Eclats de mémoire Il y a quarante ans le déluge africain s’est abattu sur Alger et ce qui reste dans la mémoire c’est surtout une atmosphère, un bruitage tonitruant, un coloriage exubérant et cette impression de ferveur, jamais égalée depuis. Jamais Alger n’avait vu une déferlante humaine aussi indescriptible, à l’exception de la fête de l’indépendance, le 5 juillet 1962. Ce qui caractérise le Panaf 69, c’est la participation populaire. En effet, toute la population était dehors, jour et nuit, pendant toute la durée de la fête.
C’était l’été et les familles algériennes étaient de la fête interminable qui commençait dès le début de l’après-midi et se terminait à l’aube. Les cohortes d’Algériennes et d’Algériens accompagnées de leurs ribambelles d’enfants étaient, en soi, un spectacle. Tout le monde dansait. Tout le monde chantait. Et le charivari était tous les jours à son comble. Ce n’était pas une foule de spectateurs mais une houle tourbillonnante qui tournicotait de place en place, jusqu’au vertige.
Paradoxalement tout ce déluge humain était autodiscipliné comme par un magnétisme qui portait, emportait et déportait ces masses compactes mais fluidifiées par on ne sait quelle force de gravitation qui permettait un certain équilibre entre les cortèges qui se déplaçaient dans des sens opposés, sans jamais se heurter ou se confronter. Le délire était donc à son comble mais parfaitement organisé.

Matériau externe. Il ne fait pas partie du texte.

//! In-memory implementation of every configuration port.
//!
//! Records live behind one `RwLock`, so multi-record writes such as
//! workflow activation are atomic. Each successful write publishes a
//! [`ConfigChange`] on a broadcast channel.

use async_trait::async_trait;
use chrono::Utc;
use tokio::sync::{RwLock, broadcast};
use uuid::Uuid;

use conflux_core::ports::{
    BackendServerRepository, ConfigChange, ConfigChangeSource, DisplayRuleRepository,
    HookRepository, StoreError, TokenRepository, WorkflowRepository,
};
use conflux_core::{BackendServer, DisplayRule, Hook, NewHook, Token, Workflow};

use crate::seed::Seed;

/// Capacity of the change channel. Slow subscribers see `Lagged` and
/// should reload everything.
const CHANGE_CHANNEL_CAPACITY: usize = 64;

#[derive(Default)]
struct StoreState {
    /// Declaration order is the enumeration order used by discovery.
    servers: Vec<BackendServer>,
    tokens: Vec<Token>,
    hooks: Vec<Hook>,
    workflows: Vec<Workflow>,
    display_rules: Vec<DisplayRule>,
}

/// Configuration store held entirely in memory.
pub struct MemoryStore {
    state: RwLock<StoreState>,
    changes: broadcast::Sender<ConfigChange>,
}

impl MemoryStore {
    /// Create an empty store.
    pub fn new() -> Self {
        Self::from_seed(Seed::default())
    }

    /// Create a store pre-populated from a seed document.
    pub fn from_seed(seed: Seed) -> Self {
        let (changes, _) = broadcast::channel(CHANGE_CHANNEL_CAPACITY);
        Self {
            state: RwLock::new(StoreState {
                servers: seed.servers,
                tokens: seed.tokens,
                hooks: seed.hooks,
                workflows: seed.workflows,
                display_rules: seed.display_rules,
            }),
            changes,
        }
    }

    fn publish(&self, change: ConfigChange) {
        if let Err(unsent) = self.changes.send(change) {
            tracing::debug!(change = ?unsent.0, "No change listeners yet");
        }
    }

    /// Insert or replace a backend server config by id.
    pub async fn upsert_server(&self, server: BackendServer) -> Result<(), StoreError> {
        if server.id.is_empty() {
            return Err(StoreError::Internal("server id cannot be empty".into()));
        }
        {
            let mut state = self.state.write().await;
            match state.servers.iter_mut().find(|s| s.id == server.id) {
                Some(existing) => *existing = server,
                None => state.servers.push(server),
            }
        }
        self.publish(ConfigChange::Servers);
        Ok(())
    }

    /// Remove a backend server config.
    pub async fn remove_server(&self, id: &str) -> Result<(), StoreError> {
        {
            let mut state = self.state.write().await;
            let before = state.servers.len();
            state.servers.retain(|s| s.id != id);
            if state.servers.len() == before {
                return Err(StoreError::NotFound(id.to_string()));
            }
        }
        self.publish(ConfigChange::Servers);
        Ok(())
    }

    /// Insert or replace a token.
    pub async fn put_token(&self, token: Token) {
        {
            let mut state = self.state.write().await;
            state.tokens.retain(|t| t.id != token.id);
            state.tokens.push(token);
        }
        self.publish(ConfigChange::Tokens);
    }

    /// Replace the full display rule set.
    pub async fn set_display_rules(&self, rules: Vec<DisplayRule>) {
        self.state.write().await.display_rules = rules;
        self.publish(ConfigChange::DisplayRules);
    }
}

impl Default for MemoryStore {
    fn default() -> Self {
        Self::new()
    }
}

impl ConfigChangeSource for MemoryStore {
    fn subscribe(&self) -> broadcast::Receiver<ConfigChange> {
        self.changes.subscribe()
    }
}

#[async_trait]
impl BackendServerRepository for MemoryStore {
    async fn list_servers(&self) -> Result<Vec<BackendServer>, StoreError> {
        Ok(self.state.read().await.servers.clone())
    }

    async fn get_server(&self, id: &str) -> Result<BackendServer, StoreError> {
        self.state
            .read()
            .await
            .servers
            .iter()
            .find(|s| s.id == id)
            .cloned()
            .ok_or_else(|| StoreError::NotFound(id.to_string()))
    }
}

#[async_trait]
impl TokenRepository for MemoryStore {
    async fn get_token(&self, id: &str) -> Result<Option<Token>, StoreError> {
        Ok(self
            .state
            .read()
            .await
            .tokens
            .iter()
            .find(|t| t.id == id)
            .cloned())
    }
}

#[async_trait]
impl HookRepository for MemoryStore {
    async fn list_hooks(&self) -> Result<Vec<Hook>, StoreError> {
        Ok(self.state.read().await.hooks.clone())
    }

    async fn get_hook(&self, id: &str) -> Result<Hook, StoreError> {
        self.state
            .read()
            .await
            .hooks
            .iter()
            .find(|h| h.id == id)
            .cloned()
            .ok_or_else(|| StoreError::NotFound(id.to_string()))
    }

    async fn insert_hook(&self, hook: NewHook) -> Result<Hook, StoreError> {
        let now = Utc::now();
        let hook = Hook {
            id: Uuid::new_v4().to_string(),
            name: hook.name,
            description: hook.description,
            enabled: hook.enabled,
            execution_order: hook.execution_order,
            hook_type: hook.hook_type,
            script: hook.script,
            created_at: now,
            updated_at: now,
        };
        self.state.write().await.hooks.push(hook.clone());
        self.publish(ConfigChange::Hooks);
        Ok(hook)
    }

    async fn update_hook(&self, hook: &Hook) -> Result<(), StoreError> {
        {
            let mut state = self.state.write().await;
            let existing = state
                .hooks
                .iter_mut()
                .find(|h| h.id == hook.id)
                .ok_or_else(|| StoreError::NotFound(hook.id.clone()))?;
            *existing = Hook {
                created_at: existing.created_at,
                updated_at: Utc::now(),
                ..hook.clone()
            };
        }
        self.publish(ConfigChange::Hooks);
        Ok(())
    }

    async fn delete_hook(&self, id: &str) -> Result<(), StoreError> {
        {
            let mut state = self.state.write().await;
            let before = state.hooks.len();
            state.hooks.retain(|h| h.id != id);
            if state.hooks.len() == before {
                return Err(StoreError::NotFound(id.to_string()));
            }
        }
        self.publish(ConfigChange::Hooks);
        Ok(())
    }
}

#[async_trait]
impl WorkflowRepository for MemoryStore {
    async fn list_workflows(&self) -> Result<Vec<Workflow>, StoreError> {
        Ok(self.state.read().await.workflows.clone())
    }

    async fn get_workflow(&self, id: &str) -> Result<Workflow, StoreError> {
        self.state
            .read()
            .await
            .workflows
            .iter()
            .find(|w| w.id == id)
            .cloned()
            .ok_or_else(|| StoreError::NotFound(id.to_string()))
    }

    async fn save_workflow(&self, workflow: &Workflow) -> Result<(), StoreError> {
        {
            let mut state = self.state.write().await;
            let mut workflow = workflow.clone();
            workflow.updated_at = Utc::now();
            match state.workflows.iter_mut().find(|w| w.id == workflow.id) {
                Some(existing) => {
                    workflow.created_at = existing.created_at;
                    *existing = workflow;
                }
                None => state.workflows.push(workflow),
            }
        }
        self.publish(ConfigChange::Workflows);
        Ok(())
    }

    async fn delete_workflow(&self, id: &str) -> Result<(), StoreError> {
        {
            let mut state = self.state.write().await;
            let before = state.workflows.len();
            state.workflows.retain(|w| w.id != id);
            if state.workflows.len() == before {
                return Err(StoreError::NotFound(id.to_string()));
            }
        }
        self.publish(ConfigChange::Workflows);
        Ok(())
    }

    async fn activate_workflow(&self, id: &str) -> Result<(), StoreError> {
        {
            let mut state = self.state.write().await;
            let workflow_type = state
                .workflows
                .iter()
                .find(|w| w.id == id)
                .map(|w| w.workflow_type.clone())
                .ok_or_else(|| StoreError::NotFound(id.to_string()))?;

            let now = Utc::now();
            for workflow in &mut state.workflows {
                if workflow.workflow_type != workflow_type {
                    continue;
                }
                let enable = workflow.id == id;
                if workflow.enabled != enable {
                    workflow.enabled = enable;
                    workflow.updated_at = now;
                }
            }
        }
        self.publish(ConfigChange::Workflows);
        Ok(())
    }

    async fn deactivate_workflow(&self, id: &str) -> Result<(), StoreError> {
        {
            let mut state = self.state.write().await;
            let workflow = state
                .workflows
                .iter_mut()
                .find(|w| w.id == id)
                .ok_or_else(|| StoreError::NotFound(id.to_string()))?;
            workflow.enabled = false;
            workflow.updated_at = Utc::now();
        }
        self.publish(ConfigChange::Workflows);
        Ok(())
    }
}

#[async_trait]
impl DisplayRuleRepository for MemoryStore {
    async fn list_display_rules(&self) -> Result<Vec<DisplayRule>, StoreError> {
        Ok(self.state.read().await.display_rules.clone())
    }
}

#[cfg(test)]
mod tests {
    use super::*;
    use conflux_core::{HookType, NodeType, WorkflowNode};

    fn workflow(id: &str, workflow_type: &str) -> Workflow {
        Workflow::new(id, id, workflow_type)
            .with_node(WorkflowNode::new("s", NodeType::Start))
            .with_node(WorkflowNode::new("b", NodeType::BackendCall))
            .with_node(WorkflowNode::new("e", NodeType::End))
            .with_edge("s", "b")
            .with_edge("b", "e")
    }

    #[tokio::test]
    async fn test_insert_hook_assigns_id_and_publishes() {
        let store = MemoryStore::new();
        let mut changes = store.subscribe();

        let hook = store
            .insert_hook(NewHook::new("audit", HookType::Pre, "log toolName;"))
            .await
            .unwrap();

        assert!(!hook.id.is_empty());
        assert_eq!(changes.recv().await.unwrap(), ConfigChange::Hooks);
        assert_eq!(store.get_hook(&hook.id).await.unwrap().name, "audit");
    }

    #[tokio::test]
    async fn test_update_hook_keeps_created_at() {
        let store = MemoryStore::new();
        let hook = store
            .insert_hook(NewHook::new("a", HookType::Pre, "log 1;"))
            .await
            .unwrap();

        let mut edited = hook.clone();
        edited.script = "log 2;".into();
        edited.created_at = Utc::now() + chrono::Duration::days(1);
        store.update_hook(&edited).await.unwrap();

        let stored = store.get_hook(&hook.id).await.unwrap();
        assert_eq!(stored.script, "log 2;");
        assert_eq!(stored.created_at, hook.created_at);
    }

    #[tokio::test]
    async fn test_delete_unknown_hook_is_not_found() {
        let store = MemoryStore::new();
        assert!(matches!(
            store.delete_hook("missing").await,
            Err(StoreError::NotFound(_))
        ));
    }

    #[tokio::test]
    async fn test_activate_workflow_is_exclusive_per_type() {
        let store = MemoryStore::new();
        store.save_workflow(&workflow("w1", "tools/call")).await.unwrap();
        store.save_workflow(&workflow("w2", "tools/call")).await.unwrap();
        store.save_workflow(&workflow("w3", "prompts/get")).await.unwrap();

        store.activate_workflow("w1").await.unwrap();
        store.activate_workflow("w3").await.unwrap();
        store.activate_workflow("w2").await.unwrap();

        let enabled: Vec<String> = store
            .list_workflows()
            .await
            .unwrap()
            .into_iter()
            .filter(|w| w.enabled)
            .map(|w| w.id)
            .collect();
        assert_eq!(enabled, ["w2", "w3"]);
    }

    #[tokio::test]
    async fn test_servers_keep_declaration_order() {
        let store = MemoryStore::new();
        store
            .upsert_server(BackendServer::new_stdio("b", "beta", "beta-server", vec![]))
            .await
            .unwrap();
        store
            .upsert_server(BackendServer::new_stdio("a", "alpha", "alpha-server", vec![]))
            .await
            .unwrap();

        let ids: Vec<String> = store
            .list_servers()
            .await
            .unwrap()
            .into_iter()
            .map(|s| s.id)
            .collect();
        assert_eq!(ids, ["b", "a"]);
    }

    #[tokio::test]
    async fn test_unknown_token_is_none() {
        let store = MemoryStore::new();
        store.put_token(Token::new("t1", "client-1", vec!["alpha".into()])).await;
        assert!(store.get_token("t1").await.unwrap().is_some());
        assert!(store.get_token("t2").await.unwrap().is_none());
    }
}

Bien sûr que le spectacle était, d’abord, dans la rue; mais il était aussi sur les dizaines d’estrades érigées sur toutes les grandes places d’Alger: celle de la Grande Poste, celle du 1er Mai, celle des Trois Horloges à Bab El Oued, etc.
Toutes les nuits les différents groupes algériens et africains donnaient des spectacles ébouriffants et tous ces groupes finissaient par se regrouper et à improviser des compositions inédites et d’une façon spontanée. Evidemment il y avait aussi les vedettes qui se produisaient sur les mêmes places: Myriam Makéba qui affolait le public par sa voix douloureuse et ses textes tonitruants. Archie Shepp qui électrisait les foules algéroises qui n’avaient jamais entendu du jazz, auparavant et qui adhéraient à cette musique si violente et si rythmée. Les orchestres de musique andalouse ou de musique chaabi venus de toute l’Algérie et dont les maîtres mettaient en transe les auditeurs survoltés. Les groupes de musique gnaoui qui se composaient et se décomposaient en fonction des lieux où ils se produisaient, mais comme ils étaient constamment en déplacement, ils finissaient par se heurter les uns contre les autres et par constituer un groupe unique mêlant les Algériens, les Marocains, les Maliens, Les Nigériens, les Mauritaniens ; etc.
Le dernière nuit, sur le podium de le Place de la Poste, un méga- concert avait réuni Myriam Makéba, Archie Shepp, les groupes de musique andalouse et de musique chaabi et les groupes de musique gnaoui, dans un formidable concert improvisé, et “unifié” comme pour faire passer le message de la fraternité de ce continent dont beaucoup de pays subissaient encore le joug colonial. Ce concert filmé génialement par l’Américain William Klein, restera queque chose d’unique et de mémorable dans les Annales de l’Afrique. Mais il n’y avait pas que la musique! Il y avait du théâtre avec la pièce de Kaki “ Afrique avant I “ qui subjuguait chaque soir les spectateurs du Théâtre National d’Alger. Il y avait, encore, une pléthore de jeunes compagnies algériennes et africaines qui jouaient partout. Et le théâtre n’a jamais été aussi populaire et aussi ludique et collectif que pendant ce festival panafricain de juillet 1969!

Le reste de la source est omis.